Where a line of the records contains the word "child", show that line.

---------- DATA PROVIDED ----------

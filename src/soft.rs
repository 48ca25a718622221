//! The soft-assertion engine and session type.
//!
//! Every predicate in the crate funnels its outcome through one interception
//! point, [`AssertionState::settle`]. The attached [`FailureSink`] decides
//! what a failure means: eager assertions panic at the call site, soft
//! assertions record into the session's [`ErrorCollector`] and let the chain
//! continue against the original actual value. Assertion types never branch
//! on the mode themselves, so new types are intercepted with zero changes
//! here.

use std::any::Any;
use std::cell::RefCell;
use std::fmt;
use std::rc::Rc;

use crate::collector::{CapturedFailure, ErrorCollector};
use crate::description::AssertionInfo;
use crate::factory::AnyAssert;
use crate::fluent::Assert;
use crate::representation::{self, Representation};

/// Where intercepted predicate failures go.
#[derive(Clone)]
pub(crate) enum FailureSink {
    /// Eager mode: raise at the call site.
    Panic,
    /// Soft mode: append to the shared collector and keep the chain alive.
    Collect(Rc<RefCell<ErrorCollector>>),
}

impl FailureSink {
    pub(crate) fn report(&self, failure: CapturedFailure) {
        match self {
            FailureSink::Panic => panic!("{}", failure.message()),
            FailureSink::Collect(collector) => collector.borrow_mut().record(failure),
        }
    }
}

/// The state handed down through a chain: metadata plus the failure sink.
///
/// Opaque to callers; custom [`AssertFactory`](crate::factory::AssertFactory)
/// implementations receive one and forward it into
/// [`Assert::with_state`](crate::fluent::Assert::with_state) (or into their
/// own assertion type built on top of it).
pub struct AssertionState {
    pub(crate) info: AssertionInfo,
    pub(crate) sink: FailureSink,
}

impl AssertionState {
    pub(crate) fn eager() -> Self {
        Self {
            info: AssertionInfo::new(representation::standard()),
            sink: FailureSink::Panic,
        }
    }

    pub(crate) fn collecting(
        collector: Rc<RefCell<ErrorCollector>>,
        representation: Rc<dyn Representation>,
    ) -> Self {
        Self {
            info: AssertionInfo::new(representation),
            sink: FailureSink::Collect(collector),
        }
    }

    /// State for a derived assertion: same sink, same description and
    /// representation, no pending fail-message override.
    pub(crate) fn child(&self) -> Self {
        Self {
            info: self.info.child(),
            sink: self.sink.clone(),
        }
    }

    /// Settle one predicate evaluation.
    ///
    /// `outcome` is `None` on success, or the default failure message. The
    /// pending override is consumed either way, so it applies to exactly one
    /// predicate.
    pub(crate) fn settle(&mut self, outcome: Option<String>) {
        let overriding = self.info.take_fail_override();
        if let Some(default) = outcome {
            let message = overriding.unwrap_or_else(|| self.info.decorate(default));
            self.sink.report(CapturedFailure::new(message));
        }
    }

    pub(crate) fn represent(&self, value: &dyn fmt::Debug) -> String {
        self.info.represent(value)
    }
}

impl fmt::Debug for AssertionState {
    fn fmt(&self, f: &mut fmt::Formatter<'_>) -> fmt::Result {
        let mode = match self.sink {
            FailureSink::Panic => "eager",
            FailureSink::Collect(_) => "collecting",
        };
        f.debug_struct("AssertionState")
            .field("mode", &mode)
            .field("info", &self.info)
            .finish()
    }
}

/// A soft-assertion session.
///
/// Assertions created through a session collect their failures instead of
/// panicking; the chain keeps running as if every call had succeeded. Call
/// [`assert_all`](SoftAssertions::assert_all) at the end to raise one
/// aggregate failure listing everything that went wrong.
///
/// Sessions are single-threaded by construction (the collector is shared via
/// `Rc`), which matches their intended use: one session per test.
///
/// # Example
///
/// ```rust,should_panic
/// use affirm::SoftAssertions;
///
/// let soft = SoftAssertions::new();
/// soft.assert_that(&2).is_equal_to(&1);
/// soft.assert_that("abc").starts_with("x");
/// soft.assert_all(); // panics: "The following 2 assertions failed: ..."
/// ```
pub struct SoftAssertions {
    collector: Rc<RefCell<ErrorCollector>>,
    representation: Rc<dyn Representation>,
}

impl SoftAssertions {
    /// Start a new session with an empty collector.
    pub fn new() -> Self {
        Self {
            collector: Rc::new(RefCell::new(ErrorCollector::new())),
            representation: representation::standard(),
        }
    }

    /// Use a custom value representation for every assertion in the session.
    pub fn with_representation(mut self, representation: Rc<dyn Representation>) -> Self {
        self.representation = representation;
        self
    }

    /// Create a collecting assertion for a value.
    ///
    /// Same chain surface as the eager [`assert_that`](crate::assert_that);
    /// only the failure handling differs.
    pub fn assert_that<'a, T: ?Sized>(&self, actual: &'a T) -> Assert<&'a T> {
        Assert::with_state(actual, self.state())
    }

    /// Create a collecting type-erased assertion, for instance-of dispatch.
    pub fn assert_that_any<'a, T: Any>(&self, actual: &'a T) -> AnyAssert<'a> {
        AnyAssert::with_state(actual, self.state())
    }

    /// Re-route an existing assertion into this session's collector.
    ///
    /// The assertion keeps its actual value, description, and
    /// representation; only the failure handling changes. Works for any
    /// assertion type, including ones produced by navigation or narrowing.
    ///
    /// # Example
    ///
    /// ```rust
    /// use affirm::{assert_that, SoftAssertions};
    ///
    /// let soft = SoftAssertions::new();
    /// let eager = assert_that(&2).described_as("count");
    /// soft.wrap(eager).is_equal_to(&1); // collected, not raised
    /// assert_eq!(soft.failure_count(), 1);
    /// ```
    pub fn wrap<T>(&self, assertion: Assert<T>) -> Assert<T> {
        assertion.with_sink(FailureSink::Collect(Rc::clone(&self.collector)))
    }

    /// Whether any assertion in the session has failed so far.
    pub fn has_failures(&self) -> bool {
        self.collector.borrow().has_failures()
    }

    /// Number of failures collected so far.
    pub fn failure_count(&self) -> usize {
        self.collector.borrow().failure_count()
    }

    /// The collected failure messages, in call order.
    pub fn failure_messages(&self) -> Vec<String> {
        self.collector
            .borrow()
            .failures()
            .iter()
            .map(|failure| failure.message().to_string())
            .collect()
    }

    /// Verify the session: no-op if nothing failed, otherwise panic with the
    /// aggregate failure enumerating every collected message in call order.
    ///
    /// This is the only failure a soft session ever raises for predicates.
    pub fn assert_all(&self) {
        let aggregate = self.collector.borrow().aggregate_message();
        if let Some(message) = aggregate {
            panic!("{message}");
        }
    }

    fn state(&self) -> AssertionState {
        AssertionState::collecting(
            Rc::clone(&self.collector),
            Rc::clone(&self.representation),
        )
    }
}

impl Default for SoftAssertions {
    fn default() -> Self {
        Self::new()
    }
}

impl fmt::Debug for SoftAssertions {
    fn fmt(&self, f: &mut fmt::Formatter<'_>) -> fmt::Result {
        f.debug_struct("SoftAssertions")
            .field("failure_count", &self.failure_count())
            .finish_non_exhaustive()
    }
}

/// Run a closure against a fresh session, then verify it.
///
/// # Example
///
/// ```rust
/// use affirm::assert_softly;
///
/// assert_softly(|soft| {
///     soft.assert_that(&1).is_equal_to(&1);
///     soft.assert_that("abc").starts_with("a");
/// });
/// ```
pub fn assert_softly(f: impl FnOnce(&SoftAssertions)) {
    let soft = SoftAssertions::new();
    f(&soft);
    soft.assert_all();
}

#[cfg(test)]
mod tests {
    use super::*;

    #[test]
    fn test_success_path_is_a_noop() {
        let soft = SoftAssertions::new();
        soft.assert_that(&1).is_equal_to(&1);
        soft.assert_that("abc").starts_with("a");
        assert!(!soft.has_failures());
        soft.assert_all();
    }

    #[test]
    fn test_failures_are_collected_not_raised() {
        let soft = SoftAssertions::new();
        soft.assert_that(&2).is_equal_to(&1);
        soft.assert_that("abc").starts_with("x");

        assert_eq!(soft.failure_count(), 2);
        let messages = soft.failure_messages();
        assert!(messages[0].contains("to equal 1"));
        assert!(messages[1].contains("to start with \"x\""));
    }

    #[test]
    fn test_chain_continues_after_failure() {
        let soft = SoftAssertions::new();
        soft.assert_that("frank")
            .starts_with("x")
            .ends_with("k")
            .contains("zzz");

        // First and third predicates fail, second still ran against the
        // original actual and passed.
        assert_eq!(soft.failure_count(), 2);
    }

    #[test]
    #[should_panic(expected = "The following 2 assertions failed:")]
    fn test_assert_all_raises_aggregate() {
        let soft = SoftAssertions::new();
        soft.assert_that(&2).is_equal_to(&1);
        soft.assert_that("abc").starts_with("x");
        soft.assert_all();
    }

    #[test]
    #[should_panic(expected = "The following assertion failed:")]
    fn test_single_failure_uses_singular_header() {
        let soft = SoftAssertions::new();
        soft.assert_that("abc").starts_with("x");
        soft.assert_all();
    }

    #[test]
    fn test_wrap_reroutes_an_eager_assertion() {
        let soft = SoftAssertions::new();
        let eager = crate::fluent::assert_that(&2).described_as("count");
        soft.wrap(eager).is_equal_to(&1);

        assert_eq!(
            soft.failure_messages(),
            vec!["[count] expected 2 to equal 1"]
        );
    }

    #[test]
    fn test_assert_softly_success() {
        assert_softly(|soft| {
            soft.assert_that(&1).is_equal_to(&1);
        });
    }

    #[test]
    #[should_panic(expected = "The following assertion failed:")]
    fn test_assert_softly_verifies_at_the_end() {
        assert_softly(|soft| {
            soft.assert_that(&2).is_equal_to(&1);
        });
    }
}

----------

- [RESPONSE AREA]:
    pub(crate) fn child(&self) -> Self {
            info: self.info.child(),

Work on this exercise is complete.